Chair: Edward J. Coyle, Purdue University, USA
Carlo S. Regazzoni, University of Genoa (Italy)
E. Stringa, University of Genoa (Italy)
C. Valpreda, University of Genoa (Italy)
In this paper some properties of conditional morphology for image restoration are presented. Conditional morphology is a nonlinear method for coupled edge detection and image smoothing and it is derived from the fusion of two nonlinear Bayesian approaches: statistical morphology and the deterministic annealing solution to Markov Random Fields models. The proposed method resulting from fusing these approaches, is based on Mean Field Theory, which represents a common theoretical framework able to provide a computational simplification to the problem solution together with maintaining the robustness of Bayesian models. Experimental results are presented showing good performances obtained by the proposed approach on image affected by impulsive multiplicative noise (e.g. speckle noise).
Pao-Ta Yu, National Chung Cheng University (Taiwan)
Jia-Hong Wu, National Chung Cheng University (Taiwan)
In this paper we present a detection-estimation filter based on the technique of adaptive fuzzy regression. The method of fuzzy regression is useful in data estimation and is more flexible than the conventional regression methods. However, the time to calculate an optimal solution in fuzzy regression analysis prohibits us to apply the fuzzy regression method directly to the field of image restoration. Thus, we present a new algorithm to approximate the optimal solution of the fuzzy linear regression method. This new method, called the adaptive fuzzy linear regression method, will meet the need of speed in image restoration. The Adaptive Fuzzy Regression Selection (AFRS) filter combines the technique of the adaptive fuzzy linear regression with the RCRS filter. The central pixel of the window in the AFRS filter is replaced with the estimated output of the RCRS filter only if the central pixel is corrupted. A model is formed using the adaptive fuzzy linear regression method to decide whether the central pixel is corrupted. The computer simulations prove that the A FRS filter is useful in image restoration.
Jr-Jen Huang, Purdue University (U.S.A.)
Edward J. Coyle, Purdue University (U.S.A.)
The present approach to the MAE-based design of stack filters for image restoration does not always produce the desired visual result. Thus, in this paper, a new stack filter design algorithm is developed. It is based upon a Weighted Mean Absolute Error (WMAE) criterion instead of the traditional MAE criterion, which assigns the same weights to all errors. The weights in this WMAE criterion are designed with. the aid of the Visible Differences Predictor (VDP), which can estimate the sensitivity of the human visual system to changes in images. Experiments with this WMAE approach show that the stack filters it produces perform significantly better in image processing applications than those designed with the MAE approach.
Rong-Chung Cheng, National Chung Cheng University (Taiwan)
Pao-Ta Yu, National Chung Cheng University (Taiwan)
A fuzzy filtering system is proposed for image restoration. Since all the conventional filters have their specific characteristics, they act well for some environments but with poor performance for others. The fuzzy filtering system gives the method to aggregate the advantage of the conventional filters to obtain the improved performance for image restoration.

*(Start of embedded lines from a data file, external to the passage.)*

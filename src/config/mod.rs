//! Typed configuration from environment variables and TOML files.
//!
//! Loads once at startup, fails fast on malformed values. Every setting has
//! a default, so an empty environment is a valid configuration.

mod engine;

pub use engine::{EngineConfig, FileConfig, RetryConfig};

use crate::error::{Error, Result};
use std::str::FromStr;

#[derive(Debug, Clone)]
pub struct Config {
    pub engine: EngineConfig,
    pub otel_endpoint: Option<String>,
    pub log_level: String,
}

impl Config {
    /// Load configuration from environment variables.
    ///
    /// In local dev, call `dotenvy::dotenv().ok()` before this.
    pub fn from_env() -> Result<Self> {
        Ok(Self {
            engine: EngineConfig::from_env()?,
            otel_endpoint: optional_var("OTEL_ENDPOINT"),
            log_level: optional_var("LOG_LEVEL").unwrap_or_else(|| "info".to_string()),
        })
    }
}

fn optional_var(name: &str) -> Option<String> {
    std::env::var(name).ok().filter(|v| !v.trim().is_empty())
}

fn parse_var<T>(name: &str) -> Result<Option<T>>
where
    T: FromStr,
    T::Err: std::fmt::Display,
{
    optional_var(name)
        .map(|raw| {
            raw.trim().parse().map_err(|e| {
                Error::Config(format!("environment variable {name}={raw} is invalid: {e}"))
            })
        })
        .transpose()
}
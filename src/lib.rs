//! Structured-log ingestion and fan-out daemon: the in-process event bus
//! (dispatcher + bounded queues), its two ingress parsers, and its sinks.
//!
//! The binary (`src/main.rs`) is a thin wrapper that parses the CLI and
//! calls [`run`]; the logic lives here so integration tests can drive the
//! dispatcher, queue, and sinks directly.

pub mod cli;
pub mod client;
pub mod dispatcher;
pub mod event;
pub mod queue;
pub mod session;
pub mod sinks;
pub mod sources;

use std::rc::Rc;

use tracing::{info, warn};

use cli::Cli;
use dispatcher::Dispatcher;
use sinks::LogLevel;

/// Wires the Dispatcher, starts whichever sinks are configured per spec §6
/// ("any sink whose primary host/broker option is unset is not started"),
/// and runs the ingress parsers until the native listener exits.
pub async fn run(cli: Cli) -> anyhow::Result<()> {
    let dispatcher = Dispatcher::new();

    if cli.verbose {
        register_verbose_consumer(&dispatcher);
    }

    let mut started_sinks = 0;

    if let Some(addr) = cli.scribe_addr()? {
        let min_log_level = LogLevel::parse(&cli.scribe_min_log_level).unwrap_or(LogLevel::Info);
        let dispatcher = dispatcher.clone();
        tokio::task::spawn_local(sinks::scribe::run(addr, min_log_level, dispatcher));
        started_sinks += 1;
        info!(%addr, "scribe sink started");
    }

    if let Some(uri) = cli.rabbitmq_uri() {
        let vhost = cli.rabbitmq_vhost.clone();
        let queue_size = cli.rabbitmq_queue_size;
        let routing_key = cli.rabbitmq_exchange.clone();
        let dispatcher = dispatcher.clone();
        tokio::task::spawn_local(sinks::rabbitmq::run(uri, vhost, queue_size, routing_key, dispatcher));
        started_sinks += 1;
        info!("rabbitmq sink started");
    }

    let redis_addrs = cli.redis_addrs();
    if !redis_addrs.is_empty() {
        if let Some(key) = cli.redis_key.clone() {
            sinks::redis::run(redis_addrs, key, &dispatcher);
            started_sinks += 1;
            info!("redis sink started");
        } else {
            warn!("redis-host configured without redis-key; redis sink not started");
        }
    }

    if !cli.kafka_broker.is_empty() {
        let dispatcher = dispatcher.clone();
        tokio::task::spawn_local(sinks::kafka::run(
            cli.kafka_broker.clone(),
            cli.kafka_topic.clone(),
            cli.kafka_buffer_maxsize,
            cli.kafka_send_every_msg,
            cli.kafka_send_every_sec,
            dispatcher,
        ));
        started_sinks += 1;
        info!("kafka sink started");
    }

    if let Some(api_key) = cli.datadog_api_key.clone() {
        let config = sinks::datadog::DatadogConfig {
            api_key,
            application_key: cli.datadog_application_key.clone(),
            site: cli.datadog_site.clone(),
            queue_size: cli.datadog_queue_size,
        };
        sinks::datadog::run(config, &dispatcher);
        started_sinks += 1;
        info!("datadog sink started");
    }

    if started_sinks == 0 {
        warn!("no sinks configured; events will be received and discarded");
    }

    let native_addr = cli.native_addr()?;
    let syslog_addr = cli.syslog_addr()?;
    let syslog_unix_socket = cli.syslog_unix_socket.clone();

    let native_dispatcher = dispatcher.clone();
    let native_task = tokio::task::spawn_local(async move {
        if let Err(error) = sources::native::run(native_addr, native_dispatcher).await {
            warn!(%error, "native ingress exited");
        }
    });

    if let Some(addr) = syslog_addr {
        let dispatcher = dispatcher.clone();
        let timezone = cli.syslog_timezone.clone();
        tokio::task::spawn_local(async move {
            if let Err(error) = run_syslog_udp(addr, timezone, dispatcher).await {
                warn!(%error, "syslog udp ingress exited");
            }
        });
    } else if let Some(path) = syslog_unix_socket {
        let dispatcher = dispatcher.clone();
        let timezone = cli.syslog_timezone.clone();
        tokio::task::spawn_local(async move {
            if let Err(error) = run_syslog_unix(path, timezone, dispatcher).await {
                warn!(%error, "syslog unix datagram ingress exited");
            }
        });
    }

    native_task.await?;
    Ok(())
}

async fn run_syslog_udp(
    addr: std::net::SocketAddr,
    timezone: String,
    dispatcher: Dispatcher,
) -> anyhow::Result<()> {
    use std::collections::HashMap;
    use std::str::FromStr;

    let tz = chrono_tz::Tz::from_str(&timezone).unwrap_or(chrono_tz::UTC);
    let hostname_rewrites: HashMap<String, String> = HashMap::new();

    let socket = tokio::net::UdpSocket::bind(addr).await?;
    info!(%addr, "syslog ingress listening");

    let mut buf = vec![0u8; 65536];
    loop {
        let (len, _peer) = socket.recv_from(&mut buf).await?;
        let text = String::from_utf8_lossy(&buf[..len]);
        let year = chrono::Utc::now().format("%Y").to_string().parse().unwrap_or(1970);
        let event = sources::syslog::parse(text.trim_end(), &tz, year, &hostname_rewrites);
        dispatcher.dispatch(&event);
    }
}

/// Unix datagram counterpart of [`run_syslog_udp`] (spec §4.C: "UDP or Unix
/// datagram sockets"). Binds a fresh socket at `path`, removing any stale
/// socket file left behind by a previous run first.
async fn run_syslog_unix(
    path: String,
    timezone: String,
    dispatcher: Dispatcher,
) -> anyhow::Result<()> {
    use std::collections::HashMap;
    use std::str::FromStr;

    let tz = chrono_tz::Tz::from_str(&timezone).unwrap_or(chrono_tz::UTC);
    let hostname_rewrites: HashMap<String, String> = HashMap::new();

    if std::fs::metadata(&path).is_ok() {
        std::fs::remove_file(&path)?;
    }
    let socket = tokio::net::UnixDatagram::bind(&path)?;
    info!(%path, "syslog unix datagram ingress listening");

    let mut buf = vec![0u8; 65536];
    loop {
        let (len, _peer) = socket.recv_from(&mut buf).await?;
        let text = String::from_utf8_lossy(&buf[..len]);
        let year = chrono::Utc::now().format("%Y").to_string().parse().unwrap_or(1970);
        let event = sources::syslog::parse(text.trim_end(), &tz, year, &hostname_rewrites);
        dispatcher.dispatch(&event);
    }
}

fn register_verbose_consumer(dispatcher: &Dispatcher) {
    dispatcher.register(Rc::new(|event: &event::Event| {
        eprintln!("{}", event.to_json());
    }));
}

J.G.M. Schavemaker, Delft University of Technology (The Netherlands)
M.J.T. Reinders, Delft University of Technology (The Netherlands)
R. van den Boomgaard., University of Amsterdam (The Netherlands)
In this paper we introduce a class of morphological operators with applications to sharpening digitized grey valued images. We introduce the underlying partial differential equation (PDE) that governs this class of operators. For discrete implementations of the operator class, we show that instances utilizing a parabolic structuring function, have special properties that lead to an efficient implementation and isotropic sharpening behavior.
Mauro Barni, University of Florence (Italy)
Vito Cappellini, University of Florence (Italy)
Multivariate median filters represent a powerful tool for edge preserving noise removal from multichannel digital images. However, the usability of such filters in practical applications is often limited because of their high computational complexity, all the more that a comprehensive analysis of the complexity of the various classes of multivariate medians is still missing. In this work, the complexity of many multivariate extensions of the median filter is briefly discussed. Both theoretical analysis and experimental results show that the computational complexity depends mainly on the strategy adopted to sort multivariate data. The use of marginal ordering leads to the fastest algorithms, filters relying on reduced ordering have an intermediate behavior, whereas those based on aggregate ordering are by far the most complex.